COMENTARIO

 Lc 18,18-30 

Los tres evangelios sinópticos recuerdan esta doble escena del Señor con aquel joven rico y con los discípulos. Lucas es más sobrio que los otros evangelistas, pero resalta con vigor los aspectos más significativos de la enseñanza de Cristo. En la frase final de Jesús dirigida a Pedro (vv. 29-30) se encuentra el núcleo de la enseñanza: quien deja todo por el Reino de Dios recibirá mucho más. De este modo, «la llamada de Jesús, dirigida al joven rico, de seguirle en la obediencia del discípulo, y en la observancia de los preceptos, es relacionada con el llamamiento a la pobreza y a la castidad» (Catecismo de la Iglesia Católica, n. 2053).

Comienza el episodio con la pregunta del personaje. Es la misma que le formuló en otro momento un doctor de la Ley: ¿qué hacer para salvarse? (cfr 10,25). La distinta respuesta de Jesús a aquél y a éste revela su pedagogía, que exige a cada uno según lo que puede entender y ofrecer: al doctor le recuerda los mandamientos del amor a Dios y al prójimo manifestados con obras, a éste le invita a un diálogo que le enfrenta con sus responsabilidades. En efecto, los mandamientos que aquí enumera Jesús son los de la segunda tabla de la Ley, pero van precedidos de una advertencia: «Nadie es bueno sino uno solo: Dios» (v. 19). Jesús rechaza el calificativo de bueno, quizá para que no quede reducida a una fórmula de cortesía una cualidad que pertenece a Dios: «Antes de responder a la pregunta, Jesús quiere que el joven se aclare a sí mismo el motivo por el que lo interpela.
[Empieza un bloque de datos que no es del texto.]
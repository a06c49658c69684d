// Copyright (c) 2026 100monkeys.ai
// SPDX-License-Identifier: AGPL-3.0

//! # Auth Config Provider Registry
//!
//! Process-wide directory of provider registrations keyed by (layer, appContext).
//!
//! ## Storage
//!
//! ```text
//! entries:   DashMap<RegistrationKey, RegistrationEntry>   one slot per exact pair
//! ids:       DashMap<RegistrationId, RegistrationKey>      reverse index
//! key_locks: DashMap<RegistrationKey, Arc<Mutex<()>>>      one writer per pair
//! pending:   Mutex<Vec<PendingListener>>                   listeners of unanswered lookups
//! ```
//!
//! Each slot is swapped as a whole under its shard lock, so lookups never observe a
//! half-applied registration. Writers to the same pair are serialized by that pair's
//! key lock, which also covers the store write, so the store and the slot agree.
//! Writers to different pairs never wait on each other.
//!
//! ## Listeners
//!
//! A listener handed to [`AuthConfigRegistry::get_provider`] is attached to the
//! registration that answered the lookup. When that registration is replaced or removed,
//! every attached listener is notified once and detached.
//!
//! A lookup that finds nothing parks its listener against the queried pair. The first
//! registration created that would answer that lookup notifies it once with the queried
//! pair and consumes it.
//!
//! Notifications are collected while locks are held and delivered after every lock is
//! released, so a listener may call back into the registry, including mutating methods.
//!
//! ## Declared vs instance registrations
//!
//! `register` resolves a declared class through the [`ProviderFactory`] first, persists
//! the declaration to the attached [`RegistrationStore`] second, and only then swaps the
//! slot. `register_instance` never touches the store except to drop the declaration of a
//! persistent registration it replaces.

use chrono::Utc;
use dashmap::mapref::entry::Entry;
use dashmap::DashMap;
use parking_lot::{const_rwlock, Mutex, RwLock};
use std::collections::HashSet;
use std::sync::atomic::{AtomicU64, Ordering};
use std::sync::Arc;
use tracing::{debug, info, warn};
El “Maestro bueno” indica a su interlocutor —y a todos nosotros— que la respuesta a la pregunta, “¿qué he de hacer de bueno para conseguir la vida eterna?”, sólo puede encontrarse dirigiendo la mente y el corazón al único que es Bueno: “Nadie es bueno sino sólo Dios” (Mc 10,18; cfr Lc 18,19). Sólo Dios puede responder a la pregunta sobre el bien, porque él es el Bien» (S. Juan Pablo II, Veritatis splendor, n. 9). De esta manera prepara lo que le exige a continuación (v. 22): «Ya que el Señor es bueno, y mucho más bueno todavía con los que le son fieles, abracémonos a Él, estemos de su parte con toda nuestra alma, con todo el corazón, con todo el empuje de que seamos capaces. (…) No hay nadie bueno, sino sólo Dios, y, por lo tanto, todo lo bueno es divino, y todo lo divino es bueno» (S. Ambrosio, De fuga mundi 6,36).

Jesús responde a la inquietud de Pedro y los demás discípulos (vv. 28-30). Da seguridad a quienes, después de haber entregado todo al Señor, pueden sentir en algún momento la nostalgia de lo que dejaron. La promesa de Jesús rebasa con creces lo que el mundo puede dar. Quienes le siguen con generosidad obtienen, ya aquí en la tierra, un gozo y una paz que superan con mucho las alegrías y consuelos meramente humanos, porque son un anticipo de la felicidad eterna: «¡A ver si encuentras, en la tierra, quien pague con tanta generosidad!» (S. Josemaría Escrivá, Camino, n. 670). Sin embargo, debemos ser cuidadosos, pues, como repite a menudo Santa Teresa de Jesús, «parécenos que lo damos todo, y es que ofrecemos a Dios la renta o los frutos y quedámonos con la raíz y posesión» (Vida 11,2).